The bias is not small. Because the predictor is so persistent (near a unit root) and the shock correlation is so extreme (near minus one), the bias in these classic regressions is large enough to account for a substantial part of the reported coefficient. A regression that reports a coefficient of, say, 0.10 might have a bias contributing a meaningful fraction of that, and the honest bias-corrected estimate, with an honest confidence interval, is often not distinguishable from zero.

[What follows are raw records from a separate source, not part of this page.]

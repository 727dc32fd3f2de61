use alloy_primitives::{address, b256, hex, Address, B256};
use claimtree_core::{AuthorizeKSignClaim, Claim, ClaimEncoding, SetRootClaim, EMPTY_NODE_VALUE};
use claimtree_smt::{check_proof, MemoryStore, Proof, Tree};

const LEVELS: usize = 140;
const KSIGN_KEY: Address = address!("ee602447b5a75cf4f25367f5d199b860844d10c4");
const RELAY_IDENTITY: Address = address!("d79ae0a65e7dd29db1eac700368e693de09610b8");
const KSIGN_ROOT: B256 = b256!("93bf43768a1e034e583832a9ee992c37374047be910aa1e80258fc2f27d46628");

fn ksign_tree() -> (Tree<MemoryStore>, Claim) {
    let claim: Claim = AuthorizeKSignClaim::new_operational(KSIGN_KEY).into();
    let mut tree = Tree::new(MemoryStore::new(), LEVELS).unwrap();
    tree.add(&claim).unwrap();
    (tree, claim)
}

#[test]
fn operational_ksign_existence_proof() {
    let (tree, claim) = ksign_tree();

    assert_eq!(
        claim.to_hex(),
        "0x3cfc3a1edbf691316fec9b75970fbfb2b0e8d8edfc6ec7628db77c4969403074353f867ef725411de05e3d4b0a01c37cf7ad24bcc213141a0000005400000000ee602447b5a75cf4f25367f5d199b860844d10c4000000000000000000000000000000000000000000000000000000000000000000000000000000000000000000000000000000000000000000000000000000000000000000000000ffffffffffffffff"
    );
    assert_eq!(tree.root(), KSIGN_ROOT);

    let proof = tree.generate_proof(&claim.hi()).unwrap();
    assert_eq!(proof.to_bytes(), vec![0u8; 33]);
    assert!(check_proof(&KSIGN_ROOT, &proof, &claim.hi(), &claim.ht(), LEVELS));

    assert_eq!(tree.claim_bytes(&claim.ht()).unwrap(), Some(claim.to_bytes()));
}

#[test]
fn operational_ksign_next_version_non_existence_proof() {
    let (tree, claim) = ksign_tree();
    let bumped = claim.with_version(1);

    assert_eq!(
        bumped.hi(),
        b256!("eab0608b8891dcca4f421c69244b17f208fbed899b540d01115ca7d907cbf6a5")
    );

    let proof = tree.generate_proof(&bumped.hi()).unwrap();
    assert_eq!(
        proof.to_bytes(),
        hex!("00000000000000000000000000000000000000000000000000000000000000000103aab4f597fe23598cc10f1af68192195a7538d3d6fc83cf49e5cfd53eaac527")
    );
    assert!(check_proof(&KSIGN_ROOT, &proof, &bumped.hi(), &EMPTY_NODE_VALUE, LEVELS));
    assert!(!check_proof(&KSIGN_ROOT, &proof, &bumped.hi(), &bumped.ht(), LEVELS));

    // Same statement backed by the divergent leaf instead of a folded sibling
    let aux_proof = tree.generate_proof_with_aux(&bumped.hi()).unwrap();
    assert_eq!(aux_proof.aux().map(|aux| aux.hi), Some(tree_leaf_hi()));
    assert!(check_proof(&KSIGN_ROOT, &aux_proof, &bumped.hi(), &EMPTY_NODE_VALUE, LEVELS));
}

fn tree_leaf_hi() -> B256 {
    b256!("68be938284f64944bd8ebc172792687f680fb8db13e383227c8c668820b40078")
}

#[test]
fn set_root_into_relay_tree() {
    let claim: Claim = SetRootClaim::new(RELAY_IDENTITY, KSIGN_ROOT).into();
    assert_eq!(
        claim.to_hex(),
        "0x3cfc3a1edbf691316fec9b75970fbfb2b0e8d8edfc6ec7628db77c49694030749b9a76a0132a0814192c05c9321efc30c7286f6187f18fc60000005400000000d79ae0a65e7dd29db1eac700368e693de09610b893bf43768a1e034e583832a9ee992c37374047be910aa1e80258fc2f27d46628"
    );
    assert_eq!(
        claim.hi(),
        b256!("497d8626567f90e3e14de025961133ca7e4959a686c75a062d4d4db750d607b0")
    );
    assert_eq!(
        claim.ht(),
        b256!("6da033d96fdde2c687a48a4902823f9f8e91b31e3d73c57f3858e8a9650f9c39")
    );

    let mut relay = Tree::new(MemoryStore::new(), LEVELS).unwrap();
    relay.add(&claim).unwrap();
    let relay_root = b256!("ab63a4a3c5fe879e1b55315b945ac7f1ac1ac4b059e7301964b99b6813b514c7");
    assert_eq!(relay.root(), relay_root);

    let proof = relay.generate_proof(&claim.hi()).unwrap();
    assert_eq!(proof.to_bytes(), vec![0u8; 33]);

    let next = claim.with_version(1);
    let proof = relay.generate_proof(&next.hi()).unwrap();
    assert_eq!(
        proof.to_hex(),
        "0x0000000000000000000000000000000000000000000000000000000000000000016f33cf71ff7bdbc492f9c3bd63b15577e6cedc70afd09051e1dfe2f04340c073"
    );
    assert!(check_proof(&relay_root, &proof, &next.hi(), &EMPTY_NODE_VALUE, LEVELS));
}

#[test]
fn reference_proof_decodes() {
    let proof = Proof::from_hex(
        "0x00000000000000000000000000000000000000000000000000000000000000000103aab4f597fe23598cc10f1af68192195a7538d3d6fc83cf49e5cfd53eaac527",
    )
    .unwrap();
    assert_eq!(proof.siblings().len(), 1);
    assert!(proof.aux().is_none());
}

Stambaugh worked out the exact form of the bias, provided the correction, and then went further: he derived Bayesian posterior distributions for the regression parameters under different assumptions about the predictor's persistence and about how the initial observation should be treated. That framing is important, because it stops treating the bias as a point correction to be subtracted and starts treating the whole exercise as a question of honest uncertainty. And the honest uncertainty is much larger than the textbook standard errors admit.

Why it mattered

  • It took a large chunk out of the return-predictability literature. Many celebrated findings that valuation ratios predict returns were substantially weakened, and in some cases eliminated, once the bias was corrected.
  • "Stambaugh bias" became a standard term. Any serious paper that regresses returns on a persistent predictor now has to address it. If it does not, referees ask.
  • It identified a failure mode that honesty cannot prevent. This is the deepest lesson and the one most worth carrying. Most warnings in quant research are warnings about researcher behaviour: do not overfit, do not data mine, do not peek at the test set. Stambaugh's bias survives all of that. A completely honest researcher running a completely pre-registered regression on clean data will still get a biased answer. The problem is in the estimator, not the person.
  • It generalises far beyond dividend yield. Any predictive regression where the predictor is persistent and its shocks correlate with the outcome's shocks has this problem. That describes an enormous number of signals in quant finance: valuation ratios, sentiment measures constructed from prices, volatility-based signals, anything with price in the denominator. If your signal is a ratio with price on the bottom, you are exposed.

The honest limitations

  • The correction depends on knowing the true persistence, which you also cannot estimate without bias. This is genuinely circular. You correct the slope bias using an estimate of the predictor's persistence, but that estimate is itself biased. Various fixes exist, and none of them fully escapes the loop.
  • The bias correction is not the whole story. Even after correcting the point estimate, the inference remains difficult. When the predictor is near a unit root, standard t-statistics do not have their usual distribution, and getting honest confidence intervals requires more machinery than a simple bias adjustment. A substantial literature followed on exactly this.
  • The Bayesian framing requires priors, and the answer depends on them. Stambaugh is explicit about this: he presents results under several specifications precisely because the choice matters. Some readers find that clarifying. Others find it unsatisfying.
  • It does not prove there is no predictability. Correcting the bias weakens the evidence considerably. It does not eliminate it. Whether valuation ratios genuinely predict long-horizon returns remains one of the live and contested questions in finance, and reasonable people still disagree.
  • The bias goes the other way if the shock correlation flips. The upward bias is specific to predictors whose shocks are negatively correlated with returns. A different predictor could have a bias in the opposite direction. The lesson is to check, not to assume.

The one-line takeaway

Stambaugh showed that regressing returns on a persistent, price-based predictor produces a coefficient that is biased in exactly the direction that makes predictability look real, purely as an artifact of the regression's structure, which means an honest researcher with clean data and no data mining will still find predictability that is not there unless they correct for it.